Mulholland was drawn to general surgery because he enjoys taking care of sick patients and was attracted by the immediacy of results following the intervention. Plus, “there is a certain performance pressure when performing an operation that I relish,” he says. “General surgery is an extremely intimate form of medicine — especially when the patient is entrusting the surgeon to perform a big, risky operation. I have a very close, emotional relationship with my patients.”

Before landing at the University of Michigan in 1988, Mulholland spent seven years at the University of Minnesota in Minneapolis, where he was first an intern and then a resident in surgery. He also earned his PhD in surgery there in 1985.

At Michigan, where Mulholland has been the chair of Surgery since 2002 and surgeon-in-chief at University Hospital since 2003, he performs mostly operations of the upper gastrointestinal track — technically demanding but intriguing work.

Apart from having a major clinical practice, Mulholland has been the principal investigator of an NIH-funded research laboratory since 1988. “Over the last decade, our research has been dedicated to the mechanisms that control appetite, food ingestion and metabolic rate,” he explains. “All these things are of central importance to American life in terms of ingestive behavior or obesity or dysregulated eating behavior and metabolism.”

“General surgery is an extremely intimate form of medicine — especially when the patient is entrusting the surgeon to perform a big, risky operation. I have a very close, emotional relationship with my patients.”

Mulholland is interested in understanding how abnormalities occur and hopes that the new knowledge can be used to treat obesity, prevent diabetes or modify behavior.

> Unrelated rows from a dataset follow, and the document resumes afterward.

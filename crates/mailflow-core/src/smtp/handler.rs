//! SMTP session handler

use anyhow::Result;
use mailflow_common::config::SmtpConfig;
use mailflow_common::types::{EmailAddress, Envelope};
use mailflow_pipeline::{Mail, PipelineHandle};
use std::net::SocketAddr;
use tokio::io::{AsyncBufReadExt, AsyncWriteExt, BufReader, BufWriter};
use tokio::net::TcpStream;
use tracing::{debug, info, warn};

/// SMTP session state
#[derive(Debug, Clone, Copy, PartialEq)]
enum SessionState {
    Connected,
    Greeted,
    MailFrom,
    RcptTo,
}

/// SMTP session handler
pub struct SmtpHandler {
    config: SmtpConfig,
    hostname: String,
    pipeline: PipelineHandle,
    peer_addr: SocketAddr,
}

impl SmtpHandler {
    /// Create a new handler for one accepted connection
    pub fn new(
        config: SmtpConfig,
        hostname: String,
        pipeline: PipelineHandle,
        peer_addr: SocketAddr,
    ) -> Self {
        Self {
            config,
            hostname,
            pipeline,
            peer_addr,
        }
    }

    /// Handle an SMTP session
    pub async fn handle(self, stream: TcpStream) -> Result<()> {
        let (reader, writer) = stream.into_split();
        let mut reader = BufReader::new(reader);
        let mut writer = BufWriter::new(writer);

        let mut state = SessionState::Connected;
        let mut envelope = Envelope::empty(Some(self.peer_addr.ip().to_string()));

        self.send_response(&mut writer, 220, &format!("{} ESMTP Mailflow", self.hostname))
            .await?;

        let mut line = String::new();

        loop {
            line.clear();
            let bytes_read = reader.read_line(&mut line).await?;

            if bytes_read == 0 {
                debug!("Client {} disconnected", self.peer_addr);
                break;
            }

            let line = line.trim();
            debug!("SMTP from {}: {}", self.peer_addr, line);

            let (command, args) = parse_command(line);

            match command.to_uppercase().as_str() {
                "HELO" => {
                    envelope.helo = Some(args.to_string());
                    state = SessionState::Greeted;
                    self.send_response(&mut writer, 250, &format!("Hello {}", args))
                        .await?;
                }

                "EHLO" => {
                    envelope.helo = Some(args.to_string());
                    state = SessionState::Greeted;

                    let responses = [
                        format!("{} Hello {}", self.hostname, args),
                        format!("SIZE {}", self.config.max_message_size),
                        "8BITMIME".to_string(),
                        "PIPELINING".to_string(),
                        "ENHANCEDSTATUSCODES".to_string(),
                    ];

                    for (i, resp) in responses.iter().enumerate() {
                        if i == responses.len() - 1 {
                            self.send_response(&mut writer, 250, resp).await?;
                        } else {
                            self.send_response_continue(&mut writer, 250, resp).await?;
                        }
                    }
                }

                "MAIL" => {
                    if state != SessionState::Greeted {
                        self.send_response(&mut writer, 503, "5.5.1 Bad sequence of commands")
                            .await?;
                        continue;
                    }

                    if let Some(from_addr) = parse_mail_from(args) {
                        envelope.from = from_addr;
                        state = SessionState::MailFrom;
                        self.send_response(&mut writer, 250, "2.1.0 OK").await?;
                    } else {
                        self.send_response(&mut writer, 501, "5.1.7 Bad sender address syntax")
                            .await?;
                    }
                }

                "RCPT" => {
                    if state != SessionState::MailFrom && state != SessionState::RcptTo {
                        self.send_response(&mut writer, 503, "5.5.1 Bad sequence of commands")
                            .await?;
                        continue;
                    }

                    if envelope.to.len() >= self.config.max_recipients {
                        self.send_response(&mut writer, 452, "4.5.3 Too many recipients")
                            .await?;
                        continue;
                    }

                    if let Some(to_addr) = parse_rcpt_to(args) {
                        if !envelope.to.contains(&to_addr) {
                            envelope.to.push(to_addr);
                        }
                        state = SessionState::RcptTo;
                        self.send_response(&mut writer, 250, "2.1.5 OK").await?;
                    } else {
                        self.send_response(&mut writer, 501, "5.1.3 Bad recipient address syntax")
                            .await?;
                    }
                }

                "DATA" => {
                    if state != SessionState::RcptTo {
                        self.send_response(&mut writer, 503, "5.5.1 Bad sequence of commands")
                            .await?;
                        continue;
                    }

                    if envelope.to.is_empty() {
                        self.send_response(&mut writer, 503, "5.5.1 No recipients specified")
                            .await?;
                        continue;
                    }

                    self.send_response(&mut writer, 354, "Start mail input; end with <CRLF>.<CRLF>")
                        .await?;

                    match self.read_data(&mut reader).await {
                        Ok(data) => match self.submit_message(&envelope, data) {
                            Ok(name) => {
                                info!(
                                    "Message {} accepted from {} for {} recipient(s)",
                                    name,
                                    self.peer_addr,
                                    envelope.to.len()
                                );
                                self.send_response(
                                    &mut writer,
                                    250,
                                    &format!("2.0.0 OK: queued as {}", name),
                                )
                                .await?;
                            }
                            Err(e) => {
                                warn!("Failed to enqueue message: {}", e);
                                self.send_response(&mut writer, 451, "4.3.0 Temporary error")
                                    .await?;
                            }
                        },
                        Err(e) => {
                            warn!("Failed to read message data: {}", e);
                            self.send_response(&mut writer, 451, "4.3.0 Error reading message")
                                .await?;
                        }
                    }

                    state = SessionState::Greeted;
                    envelope.reset();
                }

                "RSET" => {
                    envelope.reset();
                    if state != SessionState::Connected {
                        state = SessionState::Greeted;
                    }
                    self.send_response(&mut writer, 250, "2.0.0 OK").await?;
                }

                "NOOP" => {
                    self.send_response(&mut writer, 250, "2.0.0 OK").await?;
                }

                "QUIT" => {
                    self.send_response(&mut writer, 221, "2.0.0 Bye").await?;
                    break;
                }

                "VRFY" => {
                    self.send_response(&mut writer, 252, "2.5.2 Cannot VRFY user")
                        .await?;
                }

                "EXPN" => {
                    self.send_response(&mut writer, 502, "5.5.1 EXPN not supported")
                        .await?;
                }

                _ => {
                    self.send_response(&mut writer, 500, "5.5.2 Command not recognized")
                        .await?;
                }
            }
        }

        Ok(())
    }

    /// Read message data until <CRLF>.<CRLF>
    async fn read_data<R: tokio::io::AsyncBufRead + Unpin>(
        &self,
        reader: &mut R,
    ) -> Result<Vec<u8>> {
        let mut data = Vec::new();
        let mut line = String::new();
        let max_size = self.config.max_message_size;

        loop {
            line.clear();
            let bytes_read = reader.read_line(&mut line).await?;

            if bytes_read == 0 {
                return Err(anyhow::anyhow!("Connection closed during DATA"));
            }

            if line.trim_end_matches(['\r', '\n']) == "." {
                break;
            }

            // Dot-stuffing: drop the escape dot
            let line_bytes = if line.starts_with("..") {
                &line.as_bytes()[1..]
            } else {
                line.as_bytes()
            };

            data.extend_from_slice(line_bytes);

            if data.len() > max_size {
                return Err(anyhow::anyhow!("Message too large"));
            }
        }

        Ok(data)
    }

    /// Build the mail object and hand it to the pipeline at the root stage
    fn submit_message(&self, envelope: &Envelope, data: Vec<u8>) -> Result<String> {
        let mail = Mail::new(envelope.from.clone(), envelope.to.clone(), data)
            .with_client_ip(envelope.client_ip.clone());
        let name = mail.name().to_string();

        self.pipeline
            .submit(mail, Mail::DEFAULT)
            .map_err(|e| anyhow::anyhow!("pipeline submission failed: {}", e))?;

        Ok(name)
    }

    /// Send an SMTP response
    async fn send_response<W: tokio::io::AsyncWrite + Unpin>(
        &self,
        writer: &mut BufWriter<W>,
        code: u16,
        message: &str,
    ) -> Result<()> {
        let response = format!("{} {}\r\n", code, message);
        writer.write_all(response.as_bytes()).await?;
        writer.flush().await?;
        debug!("SMTP to {}: {}", self.peer_addr, response.trim());
        Ok(())
    }

    /// Send a multi-line response (intermediate line)
    async fn send_response_continue<W: tokio::io::AsyncWrite + Unpin>(
        &self,
        writer: &mut BufWriter<W>,
        code: u16,
        message: &str,
    ) -> Result<()> {
        let response = format!("{}-{}\r\n", code, message);
        writer.write_all(response.as_bytes()).await?;
        writer.flush().await?;
        debug!("SMTP to {}: {}", self.peer_addr, response.trim());
        Ok(())
    }
}

/// Parse an SMTP command line into command and arguments
fn parse_command(line: &str) -> (&str, &str) {
    let parts: Vec<&str> = line.splitn(2, ' ').collect();
    (parts.first().unwrap_or(&""), parts.get(1).unwrap_or(&""))
}

/// Parse MAIL FROM:<address> or MAIL FROM: <address>
fn parse_mail_from(args: &str) -> Option<Option<EmailAddress>> {
    let args = args.trim();

    let addr_part = if args.to_uppercase().starts_with("FROM:") {
        &args[5..]
    } else {
        return None;
    };

    let addr_part = addr_part.trim();

    // Null sender <>
    if addr_part == "<>" {
        return Some(None);
    }

    let email = if addr_part.starts_with('<') && addr_part.contains('>') {
        let end = addr_part.find('>')?;
        &addr_part[1..end]
    } else {
        addr_part.split_whitespace().next()?
    };

    if email.is_empty() {
        Some(None)
    } else {
        Some(EmailAddress::parse(email))
    }
}

/// Parse RCPT TO:<address>
fn parse_rcpt_to(args: &str) -> Option<EmailAddress> {
    let args = args.trim();

    let addr_part = if args.to_uppercase().starts_with("TO:") {
        &args[3..]
    } else {
        return None;
    };

    let addr_part = addr_part.trim();

    let email = if addr_part.starts_with('<') && addr_part.contains('>') {
        let end = addr_part.find('>')?;
        &addr_part[1..end]
    } else {
        addr_part.split_whitespace().next()?
    };

    EmailAddress::parse(email)
}

#[cfg(test)]
mod tests {
    use super::*;

    #[test]
    fn test_parse_command() {
        assert_eq!(parse_command("EHLO client.test"), ("EHLO", "client.test"));
        assert_eq!(parse_command("QUIT"), ("QUIT", ""));
        assert_eq!(
            parse_command("MAIL FROM:<a@b.test>"),
            ("MAIL", "FROM:<a@b.test>")
        );
    }

    #[test]
    fn test_parse_mail_from() {
        assert_eq!(
            parse_mail_from("FROM:<user@example.com>"),
            Some(Some(EmailAddress::new("user", "example.com")))
        );

        assert_eq!(
            parse_mail_from("FROM: <user@example.com>"),
            Some(Some(EmailAddress::new("user", "example.com")))
        );

        assert_eq!(parse_mail_from("FROM:<>"), Some(None));

        assert_eq!(parse_mail_from("invalid"), None);
    }

    #[test]
    fn test_parse_rcpt_to() {
        assert_eq!(
            parse_rcpt_to("TO:<user@example.com>"),
            Some(EmailAddress::new("user", "example.com"))
        );

        assert_eq!(
            parse_rcpt_to("TO: <user@example.com>"),
            Some(EmailAddress::new("user", "example.com"))
        );

        assert_eq!(parse_rcpt_to("TO:<>"), None);
    }

    #[tokio::test]
    async fn test_read_data_unstuffs_dots() {
        use tokio::sync::mpsc;

        let (tx, _rx) = mpsc::unbounded_channel();
        let handler = SmtpHandler::new(
            SmtpConfig::default(),
            "mx.test".to_string(),
            PipelineHandle::from_sender(tx),
            "127.0.0.1:2525".parse().unwrap(),
        );

        let input = b"line one\r\n..stuffed\r\n.\r\nignored\r\n";
        let mut reader = BufReader::new(&input[..]);
        let data = handler.read_data(&mut reader).await.unwrap();

        assert_eq!(data, b"line one\r\n.stuffed\r\n");
    }

    #[tokio::test]
    async fn test_read_data_enforces_size_cap() {
        use tokio::sync::mpsc;

        let (tx, _rx) = mpsc::unbounded_channel();
        let config = SmtpConfig {
            max_message_size: 16,
            ..SmtpConfig::default()
        };
        let handler = SmtpHandler::new(
            config,
            "mx.test".to_string(),
            PipelineHandle::from_sender(tx),
            "127.0.0.1:2525".parse().unwrap(),
        );

        let input = b"this line alone is much longer than sixteen bytes\r\n.\r\n";
        let mut reader = BufReader::new(&input[..]);
        assert!(handler.read_data(&mut reader).await.is_err());
    }
}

But he’s most proud of his work building the University of Michigan’s faculty and general surgery residency program, “both of which I have poured my heart and soul into for the last 30 years.”

Mulholland, who in 2004 was elected to the Institute of Medicine, says that laparoscopic surgery has revolutionized the field of surgery since he graduated from Northwestern. “There have also been major advances in biology and medical research that have made surgery a multidisciplinary endeavor to a much greater degree than it was when I was beginning my career.”

He believes that the formula for a happy life is very simple: rewarding work and a loving family. “My work has been stimulating and challenging,” he says. “I cannot imagine professionally doing anything else in my life, and I currently do not have any plans to retire.”

He and Patricia have four grown children: an elementary school teacher, a college professor, a biomedical engineer and an attorney.

In the winter, Mulholland likes to ski, and in the summer, sail. He is also an enthusiastic gardener. Perhaps more impressive, though, is that the general surgeon, now 64, fulfilled his promise of commuting to work by running nearly 10 miles roundtrip until he turned 60.


Michael and Patricia in 1978 and again in 2018.